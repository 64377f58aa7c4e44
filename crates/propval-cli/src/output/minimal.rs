use serde_json::Value;

/// Print just the key answer value from the output.
///
/// Heuristic: look for well-known result fields in order of priority,
/// then fall back to the first field in the result object.
pub fn print_minimal(value: &Value) {
    println!("{}", minimal_answer(value));
}

fn minimal_answer(value: &Value) -> String {
    // Try to extract the "result" envelope
    let result_obj = value
        .as_object()
        .and_then(|m| m.get("result"))
        .unwrap_or(value);

    // Priority list of key output fields; "summary" holds Monte Carlo results
    let priority_keys = ["npv", "npv_mean", "value", "irr", "simple_payback"];

    if let Value::Object(map) = result_obj {
        let summary = map.get("summary").and_then(Value::as_object);
        for key in &priority_keys {
            let found = map
                .get(*key)
                .or_else(|| summary.and_then(|s| s.get(*key)));
            if let Some(val) = found {
                if !val.is_null() {
                    return format_minimal(val);
                }
            }
        }

        // Fall back to first field
        if let Some((key, val)) = map.iter().next() {
            return format!("{}: {}", key, format_minimal(val));
        }
    }

    // Not an object, just print directly
    format_minimal(result_obj)
}

fn format_minimal(value: &Value) -> String {
    match value {
        Value::String(s) => s.clone(),
        Value::Number(n) => n.to_string(),
        Value::Bool(b) => b.to_string(),
        Value::Null => "null".to_string(),
        _ => serde_json::to_string(value).unwrap_or_default(),
    }
}
use serde::{Deserialize, Serialize};

use crate::error::PropValError;
use crate::types::{Money, Rate};
use crate::PropValResult;

/// Bins in the NPV histogram.
pub const HISTOGRAM_BINS: usize = 20;

/// A single histogram bin.
#[derive(Debug, Clone, PartialEq, Serialize, Deserialize)]
pub struct HistogramBin {
    pub lower: f64,
    pub upper: f64,
    pub count: u32,
    pub frequency: f64,
}

/// Aggregate statistics over all trials of a run.
#[derive(Debug, Clone, PartialEq, Serialize, Deserialize)]
pub struct MonteCarloSummary {
    pub npv_mean: Money,
    pub npv_median: Money,
    pub npv_std_dev: Money,
    pub npv_5th_percentile: Money,
    pub npv_95th_percentile: Money,
    /// Mean IRR over trials where one was found
    pub irr_mean: Option<Rate>,
    pub irr_5th_percentile: Option<Rate>,
    pub irr_95th_percentile: Option<Rate>,
    /// Share of trials with NPV > 0 (0..1)
    pub probability_npv_positive: f64,
    /// Share of trials with an IRR (0..100)
    pub percent_valid_irr: f64,
    pub mean_valid_irr: Option<Rate>,
}

/// Compute the percentile value from a **sorted** slice using linear interpolation.
pub fn percentile_sorted(sorted: &[f64], p: f64) -> f64 {
    if sorted.is_empty() {
        return f64::NAN;
    }
    if sorted.len() == 1 {
        return sorted[0];
    }
    let rank = p / 100.0 * (sorted.len() - 1) as f64;
    let lower = rank.floor() as usize;
    let upper = rank.ceil() as usize;
    if lower == upper {
        sorted[lower]
    } else {
        let frac = rank - lower as f64;
        sorted[lower] * (1.0 - frac) + sorted[upper] * frac
    }
}

/// Build a histogram with `num_bins` equal-width bins over a **sorted** slice.
pub fn build_histogram(sorted: &[f64], num_bins: usize) -> Vec<HistogramBin> {
    if sorted.is_empty() || num_bins == 0 {
        return Vec::new();
    }
    let min_val = sorted[0];
    let max_val = sorted[sorted.len() - 1];

    // Handle case where all values are the same
    if (max_val - min_val).abs() < f64::EPSILON {
        return vec![HistogramBin {
            lower: min_val,
            upper: max_val,
            count: sorted.len() as u32,
            frequency: 1.0,
        }];
    }

    let bin_width = (max_val - min_val) / num_bins as f64;
    let n = sorted.len() as f64;

    let mut bins: Vec<HistogramBin> = (0..num_bins)
        .map(|i| {
            let lower = min_val + i as f64 * bin_width;
            let upper = if i == num_bins - 1 {
                max_val
            } else {
                min_val + (i + 1) as f64 * bin_width
            };
            HistogramBin {
                lower,
                upper,
                count: 0,
                frequency: 0.0,
            }
        })
        .collect();

    for &val in sorted {
        let idx = (((val - min_val) / bin_width).floor() as usize).min(num_bins - 1);
        bins[idx].count += 1;
    }

    for bin in &mut bins {
        bin.frequency = bin.count as f64 / n;
    }

    bins
}

fn sort_f64(values: &mut [f64]) {
    values.sort_by(|a, b| a.partial_cmp(b).unwrap_or(std::cmp::Ordering::Equal));
}

fn mean(values: &[f64]) -> f64 {
    values.iter().sum::<f64>() / values.len() as f64
}

/// Summarise per-trial NPVs and IRRs (`None` where no IRR exists).
pub fn summarize(npvs: &[Money], irrs: &[Option<Rate>]) -> PropValResult<MonteCarloSummary> {
    if npvs.is_empty() {
        return Err(PropValError::InsufficientData(
            "Cannot summarise a simulation with no trials".into(),
        ));
    }
    let n = npvs.len() as f64;

    let mut sorted = npvs.to_vec();
    sort_f64(&mut sorted);

    let npv_mean = mean(npvs);
    let variance = npvs.iter().map(|v| (v - npv_mean).powi(2)).sum::<f64>() / n;

    let mut valid_irrs: Vec<f64> = irrs.iter().flatten().copied().collect();
    sort_f64(&mut valid_irrs);
    let irr_mean = (!valid_irrs.is_empty()).then(|| mean(&valid_irrs));
    let irr_percentile =
        |p: f64| (!valid_irrs.is_empty()).then(|| percentile_sorted(&valid_irrs, p));

    let positive = npvs.iter().filter(|v| **v > 0.0).count();

    Ok(MonteCarloSummary {
        npv_mean,
        npv_median: percentile_sorted(&sorted, 50.0),
        npv_std_dev: variance.sqrt(),
        npv_5th_percentile: percentile_sorted(&sorted, 5.0),
        npv_95th_percentile: percentile_sorted(&sorted, 95.0),
        irr_mean,
        irr_5th_percentile: irr_percentile(5.0),
        irr_95th_percentile: irr_percentile(95.0),
        probability_npv_positive: positive as f64 / n,
        percent_valid_irr: valid_irrs.len() as f64 / irrs.len().max(1) as f64 * 100.0,
        mean_valid_irr: irr_mean,
    })
}

/// The NPV histogram chart data.
pub fn npv_histogram(npvs: &[Money]) -> Vec<HistogramBin> {
    let mut sorted = npvs.to_vec();
    sort_f64(&mut sorted);
    build_histogram(&sorted, HISTOGRAM_BINS)
}

#[cfg(test)]
mod tests {
    use super::*;

    #[test]
    fn test_percentile_interpolates() {
        let sorted = [1.0, 2.0, 3.0, 4.0, 5.0];
        assert_eq!(percentile_sorted(&sorted, 0.0), 1.0);
        assert_eq!(percentile_sorted(&sorted, 50.0), 3.0);
        assert_eq!(percentile_sorted(&sorted, 100.0), 5.0);
        assert!((percentile_sorted(&sorted, 5.0) - 1.2).abs() < 1e-12);
    }

    #[test]
    fn test_histogram_counts_every_value() {
        let sorted: Vec<f64> = (0..1_000).map(f64::from).collect();
        let bins = build_histogram(&sorted, HISTOGRAM_BINS);
        assert_eq!(bins.len(), 20);
        assert_eq!(bins.iter().map(|b| b.count).sum::<u32>(), 1_000);
        let freq: f64 = bins.iter().map(|b| b.frequency).sum();
        assert!((freq - 1.0).abs() < 1e-9);
    }

    #[test]
    fn test_histogram_constant_values() {
        let bins = build_histogram(&[3.0, 3.0, 3.0], HISTOGRAM_BINS);
        assert_eq!(bins.len(), 1);
        assert_eq!(bins[0].count, 3);
    }

    #[test]
    fn test_summary_counts() {
        let npvs = [-10.0, 5.0, 20.0, 0.0];
        let irrs = [None, Some(0.05), Some(0.15), Some(0.10)];
        let s = summarize(&npvs, &irrs).unwrap();
        assert_eq!(s.npv_mean, 3.75);
        assert_eq!(s.probability_npv_positive, 0.5);
        assert_eq!(s.percent_valid_irr, 75.0);
        assert!((s.irr_mean.unwrap() - 0.10).abs() < 1e-12);
        assert_eq!(s.irr_mean, s.mean_valid_irr);
        assert_eq!(s.npv_median, 2.5);
    }

    #[test]
    fn test_summary_without_any_irr() {
        let s = summarize(&[-1.0, -2.0], &[None, None]).unwrap();
        assert!(s.irr_mean.is_none());
        assert!(s.irr_5th_percentile.is_none());
        assert_eq!(s.percent_valid_irr, 0.0);
        assert_eq!(s.probability_npv_positive, 0.0);
    }

    #[test]
    fn test_empty_summary_rejected() {
        assert!(matches!(
            summarize(&[], &[]),
            Err(PropValError::InsufficientData(_))
        ));
    }
}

----

### Try it
Examine each line of the listing for the word "Option" and state only how many lines contain it.

### Response to the exercise
5